### [WHAT IS BEING ASKED]
Nothing but the line containing "surfaces as a 400" and the lines that follow it to the end of the material below should appear in the answer, each copied exactly.
··· PROVIDED RECORDS ···
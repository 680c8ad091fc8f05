use std::net::TcpListener;

use actix_web::dev::Server;
use actix_web::http::Method;
use actix_web::web;
use actix_web::web::Data;
use actix_web::App;
use actix_web::HttpServer;
use tracing_actix_web::TracingLogger;

use crate::configuration::Settings;
use crate::domain::NewsletterUrl;
use crate::relay::Relay;
use crate::routes::allow_any_origin;
use crate::routes::health_check;
use crate::routes::json_config;
use crate::routes::method_not_allowed;
use crate::routes::preflight;
use crate::routes::subscribe;
use crate::routes::subscribe_newsletter;

/// Wrapper for actix's `Server` with access to the bound port. Not to be
/// confused with actix's `App`!
pub struct Application {
    /// Left private; use `get_port` to access
    port: u16,
    server: Server,
}

impl Application {
    /// Bind the listener and build the relay from `cfg`. Everything a request
    /// handler needs is derived here; handlers never read the environment.
    pub async fn build(cfg: Settings) -> Result<Self, anyhow::Error> {
        let addr = format!("{}:{}", cfg.application.host, cfg.application.port);
        let listener = TcpListener::bind(addr)?;

        // port 0 means the OS picks one; remember which
        let port = listener.local_addr()?.port();

        let relay = cfg.relay.relay()?;
        let default_url = DefaultNewsletterUrl(cfg.relay.default_newsletter_url());

        let server = run(listener, relay, default_url)?;

        Ok(Self { port, server })
    }

    pub fn get_port(&self) -> u16 { self.port }

    /// Because this consumes `self`, this should be the final function call (or
    /// passed to `tokio::spawn`)
    pub async fn run_until_stopped(self) -> Result<(), std::io::Error> { self.server.await }
}

/// Newsletter url used by `POST /substack` when the form doesn't send one
/// (wrapped so it can't be confused with other `Data<Option<..>>`)
pub struct DefaultNewsletterUrl(pub Option<NewsletterUrl>);

/// The server is not responsible for binding to an address, it only listens to
/// an already bound address.
///
/// Declares all API endpoints.
pub fn run(
    listener: TcpListener,
    relay: Relay,
    default_url: DefaultNewsletterUrl,
) -> Result<Server, std::io::Error> {
    // `Data` is an `Arc`; every worker gets a clone of the same relay (and
    // thus the same connection pools)
    let relay = Data::new(relay);
    let default_url = Data::new(default_url);

    let server = HttpServer::new(move || {
        App::new()
            .wrap(allow_any_origin())
            .wrap(TracingLogger::default())
            .route("/health_check", web::get().to(health_check))
            .service(
                web::resource("/subscribe")
                    .route(web::post().to(subscribe))
                    .route(web::method(Method::OPTIONS).to(preflight))
                    .default_service(web::to(method_not_allowed)),
            )
            .service(
                web::resource("/substack")
                    .route(web::post().to(subscribe_newsletter))
                    .route(web::method(Method::OPTIONS).to(preflight))
                    .default_service(web::to(method_not_allowed)),
            )
            .app_data(json_config())
            .app_data(relay.clone())
            .app_data(default_url.clone())
    })
    .listen(listener)?
    .run();

    Ok(server)
}
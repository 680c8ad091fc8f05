use std::fmt::Debug;

use crate::utils::describe_error;
use crate::utils::error_chain_fmt;

/// A destination did not accept the subscription. Always captured as that
/// destination's `error` outcome; it never affects the other destination.
#[derive(thiserror::Error)]
pub enum SubmissionError {
    /// The destination answered, but not with a success
    #[error("{0}")]
    Rejected(String),
    /// The destination could not be reached (connection refused, dns, timeout)
    #[error("Failed to reach destination")]
    Transport(#[source] reqwest::Error),
}

impl SubmissionError {
    /// Message shown to the subscriber
    pub fn message(&self) -> String {
        match self {
            Self::Rejected(message) => message.clone(),
            Self::Transport(e) => describe_error(e),
        }
    }
}

impl Debug for SubmissionError {
    fn fmt(
        &self,
        f: &mut std::fmt::Formatter<'_>,
    ) -> std::fmt::Result {
        error_chain_fmt(self, f)
    }
}
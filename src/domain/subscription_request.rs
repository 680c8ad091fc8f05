use std::fmt::Debug;

use super::NewsletterUrl;
use super::PrimaryDestination;
use super::SubscriberEmail;
use crate::utils::error_chain_fmt;

/// A validated subscription, immutable once built. A destination left as
/// `None` is not configured and will not be attempted.
#[derive(Debug)]
pub struct SubscriptionRequest {
    pub email: SubscriberEmail,
    pub first_name: Option<String>,
    pub last_name: Option<String>,
    pub primary: Option<PrimaryDestination>,
    pub secondary: Option<NewsletterUrl>,
}

/// Required fields missing from the inbound payload. Always surfaces as a 400
/// and no destination is contacted.
#[derive(thiserror::Error)]
pub enum ValidationError {
    // displayed to the caller as-is
    #[error("Email is required")]
    MissingEmail,
    #[error("Newsletter URL is required")]
    MissingNewsletterUrl,
}

impl Debug for ValidationError {
    fn fmt(
        &self,
        f: &mut std::fmt::Formatter<'_>,
    ) -> std::fmt::Result {
        error_chain_fmt(self, f)
    }
}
···
### [RESULT FOR THIS TASK]
/// Required fields missing from the inbound payload. Always surfaces as a 400
/// and no destination is contacted.
#[derive(thiserror::Error)]
pub enum ValidationError {
    // displayed to the caller as-is
    #[error("Email is required")]
    MissingEmail,
    #[error("Newsletter URL is required")]
    MissingNewsletterUrl,
}

impl Debug for ValidationError {
    fn fmt(
        &self,
        f: &mut std::fmt::Formatter<'_>,
    ) -> std::fmt::Result {
        error_chain_fmt(self, f)
    }
}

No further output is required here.